So, all this thinking can, essentially, spiral down into teen-angst-like self-flagellation (I have never claimed to be more than a 9-year old boy internally.) I swing through emotions like a toddler - from being fine, to being numb, to not being able to breathe from such missing. But, today, I am going to list some of the things I am thinking, rather than whinge (or try to).
When I read Eat, Pray, Love a couple of years ago, one of my first thoughts was that Elizabeth Gilbert got it wrong when she wrote: "I am the planet’s most affectionate life-form (something like a cross between a golden retriever and a barnacle).” What she should've written (or would've, if she knew me, and was writing a book about me, as opposed to about her) is: "Shiny is the planet’s most affectionate life-form (something like a cross between a golden retriever and a barnacle).” It's the barnacle bit, though, that I can imagine can be quite stifling for whoever I am suckered onto. Just something I need to work on.

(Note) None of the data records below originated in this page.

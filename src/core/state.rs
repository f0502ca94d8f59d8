//! 编排状态机
//!
//! Idle -> Planning -> Executing -> Verifying -> {Responding | Replanning} -> Idle，
//! 任意工作阶段可进入 Failed，Failed 只能回到 Idle。

use serde::Serialize;

/// Brain 所处阶段
#[derive(Clone, Copy, Debug, PartialEq, Eq, Serialize)]
pub enum BrainPhase {
    Idle,
    Planning,
    Executing,
    Verifying,
    Replanning,
    Responding,
    Failed,
}

impl BrainPhase {
    pub fn can_transition_to(self, next: BrainPhase) -> bool {
        use BrainPhase::*;
        matches!(
            (self, next),
            (Idle, Planning)
                | (Planning, Executing)
                | (Planning, Failed)
                | (Executing, Verifying)
                | (Executing, Failed)
                | (Verifying, Responding)
                | (Verifying, Replanning)
                | (Verifying, Failed)
                | (Replanning, Planning)
                | (Replanning, Failed)
                | (Responding, Idle)
                | (Failed, Idle)
        )
    }
}

/// 单轮内的状态：当前阶段、重规划次数、经过的阶段
#[derive(Clone, Debug)]
pub struct TurnState {
    phase: BrainPhase,
    replans: u32,
    history: Vec<BrainPhase>,
}

impl Default for TurnState {
    fn default() -> Self {
        Self {
            phase: BrainPhase::Idle,
            replans: 0,
            history: vec![BrainPhase::Idle],
        }
    }
}

impl TurnState {
    pub fn new() -> Self {
        Self::default()
    }

    pub fn phase(&self) -> BrainPhase {
        self.phase
    }

    pub fn replans(&self) -> u32 {
        self.replans
    }

    pub fn history(&self) -> &[BrainPhase] {
        &self.history
    }

    /// 切换阶段；非法转移返回 false 且不改变状态
    pub fn transition(&mut self, next: BrainPhase) -> bool {
        if !self.phase.can_transition_to(next) {
            return false;
        }
        if next == BrainPhase::Replanning {
            self.replans += 1;
        }
        self.phase = next;
        self.history.push(next);
        true
    }
}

Other things I need to do: Buy a Lazy Boy, to spend more time in my lounge. And wood, so that the time spent there can be beside a crackling fire. Cook more in my kitchen. Sell my car. And my extra bed that's been sitting in the garage, largely, for months. And that wierd electrical exercise, shock-thing, that's been sitting in the cupboard for, well, years (damn you TV infomercials.) And the kite-surfing kite of a friend who's been overseas for two years. Basically, I should have a garage sale. Or a swip-swop garage sale...
Anybody know somebody who wants to swap a kite-boarding kite, electric shock exercise thing, old double bed and a car, for a Lazy Boy and some wood?